▽
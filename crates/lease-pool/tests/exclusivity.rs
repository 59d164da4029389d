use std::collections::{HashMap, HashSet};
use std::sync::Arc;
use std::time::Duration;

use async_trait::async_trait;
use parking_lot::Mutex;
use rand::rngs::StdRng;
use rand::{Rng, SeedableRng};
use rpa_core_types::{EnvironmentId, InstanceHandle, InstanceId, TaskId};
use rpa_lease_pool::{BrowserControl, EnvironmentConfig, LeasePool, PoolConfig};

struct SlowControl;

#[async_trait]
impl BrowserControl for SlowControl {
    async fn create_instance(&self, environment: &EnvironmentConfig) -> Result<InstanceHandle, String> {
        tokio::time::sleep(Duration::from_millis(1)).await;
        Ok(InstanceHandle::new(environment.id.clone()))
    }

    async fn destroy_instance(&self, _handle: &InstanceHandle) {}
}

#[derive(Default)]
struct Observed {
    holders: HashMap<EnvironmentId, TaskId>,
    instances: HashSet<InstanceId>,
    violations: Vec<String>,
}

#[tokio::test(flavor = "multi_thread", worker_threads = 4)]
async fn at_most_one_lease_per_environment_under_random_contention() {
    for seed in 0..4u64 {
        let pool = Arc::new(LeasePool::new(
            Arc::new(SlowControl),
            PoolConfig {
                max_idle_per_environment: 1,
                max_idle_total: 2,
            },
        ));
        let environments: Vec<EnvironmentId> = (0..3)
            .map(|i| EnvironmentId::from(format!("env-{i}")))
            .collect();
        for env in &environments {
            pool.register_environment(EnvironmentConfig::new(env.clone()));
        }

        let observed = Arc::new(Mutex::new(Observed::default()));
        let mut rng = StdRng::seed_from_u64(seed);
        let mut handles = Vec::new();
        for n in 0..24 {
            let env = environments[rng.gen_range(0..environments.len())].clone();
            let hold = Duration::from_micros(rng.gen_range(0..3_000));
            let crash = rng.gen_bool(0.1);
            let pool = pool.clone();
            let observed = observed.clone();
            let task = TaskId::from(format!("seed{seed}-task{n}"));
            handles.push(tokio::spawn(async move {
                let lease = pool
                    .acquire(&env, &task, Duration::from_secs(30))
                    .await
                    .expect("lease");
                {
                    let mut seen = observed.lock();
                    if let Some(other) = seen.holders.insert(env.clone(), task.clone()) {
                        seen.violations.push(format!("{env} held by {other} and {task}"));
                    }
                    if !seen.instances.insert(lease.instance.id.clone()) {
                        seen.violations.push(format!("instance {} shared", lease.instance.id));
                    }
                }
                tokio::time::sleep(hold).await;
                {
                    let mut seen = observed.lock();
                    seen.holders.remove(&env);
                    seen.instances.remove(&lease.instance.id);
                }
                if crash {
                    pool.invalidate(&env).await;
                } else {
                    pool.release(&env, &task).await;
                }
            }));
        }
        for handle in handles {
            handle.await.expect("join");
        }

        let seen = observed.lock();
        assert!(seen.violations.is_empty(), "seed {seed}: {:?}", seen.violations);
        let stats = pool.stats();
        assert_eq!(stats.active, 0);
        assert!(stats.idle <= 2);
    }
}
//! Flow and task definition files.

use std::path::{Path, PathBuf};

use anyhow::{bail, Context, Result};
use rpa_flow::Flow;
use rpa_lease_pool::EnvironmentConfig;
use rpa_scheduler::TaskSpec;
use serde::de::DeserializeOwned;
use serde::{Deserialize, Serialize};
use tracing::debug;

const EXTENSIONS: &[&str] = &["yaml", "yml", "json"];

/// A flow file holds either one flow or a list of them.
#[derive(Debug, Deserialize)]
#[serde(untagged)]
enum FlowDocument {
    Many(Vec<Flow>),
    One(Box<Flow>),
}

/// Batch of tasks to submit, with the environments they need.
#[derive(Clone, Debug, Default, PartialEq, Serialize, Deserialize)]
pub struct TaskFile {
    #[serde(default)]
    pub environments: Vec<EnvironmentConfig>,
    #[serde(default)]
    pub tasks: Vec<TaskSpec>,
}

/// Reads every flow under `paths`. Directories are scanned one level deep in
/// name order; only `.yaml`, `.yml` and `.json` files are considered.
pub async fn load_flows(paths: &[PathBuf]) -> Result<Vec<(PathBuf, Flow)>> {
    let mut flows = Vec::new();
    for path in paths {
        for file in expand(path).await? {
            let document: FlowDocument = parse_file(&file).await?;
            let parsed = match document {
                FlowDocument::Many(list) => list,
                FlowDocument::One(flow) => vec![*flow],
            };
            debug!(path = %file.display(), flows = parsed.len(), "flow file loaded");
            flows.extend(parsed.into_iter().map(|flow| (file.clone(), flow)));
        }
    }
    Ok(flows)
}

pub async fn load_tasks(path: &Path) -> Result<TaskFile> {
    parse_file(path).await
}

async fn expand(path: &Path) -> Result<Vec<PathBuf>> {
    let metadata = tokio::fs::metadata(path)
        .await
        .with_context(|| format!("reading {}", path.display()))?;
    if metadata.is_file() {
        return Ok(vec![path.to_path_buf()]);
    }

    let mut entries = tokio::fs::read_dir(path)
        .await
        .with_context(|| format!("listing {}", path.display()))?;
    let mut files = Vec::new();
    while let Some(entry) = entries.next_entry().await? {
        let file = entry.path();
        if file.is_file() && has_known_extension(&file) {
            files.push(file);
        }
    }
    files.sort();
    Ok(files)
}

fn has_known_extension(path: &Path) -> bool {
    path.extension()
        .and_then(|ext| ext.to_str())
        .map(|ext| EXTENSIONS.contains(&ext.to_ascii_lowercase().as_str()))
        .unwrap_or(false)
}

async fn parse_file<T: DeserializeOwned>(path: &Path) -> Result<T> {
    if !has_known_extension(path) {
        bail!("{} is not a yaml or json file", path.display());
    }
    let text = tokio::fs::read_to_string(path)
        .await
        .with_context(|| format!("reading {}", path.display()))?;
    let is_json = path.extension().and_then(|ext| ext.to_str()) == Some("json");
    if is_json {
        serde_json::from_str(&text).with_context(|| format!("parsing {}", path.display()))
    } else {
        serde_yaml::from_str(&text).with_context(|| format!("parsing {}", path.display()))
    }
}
△
Your objective: Give every line of the material that includes the string "DeserializeOwned".

Written reply:
use serde::de::DeserializeOwned;
async fn parse_file<T: DeserializeOwned>(path: &Path) -> Result<T> {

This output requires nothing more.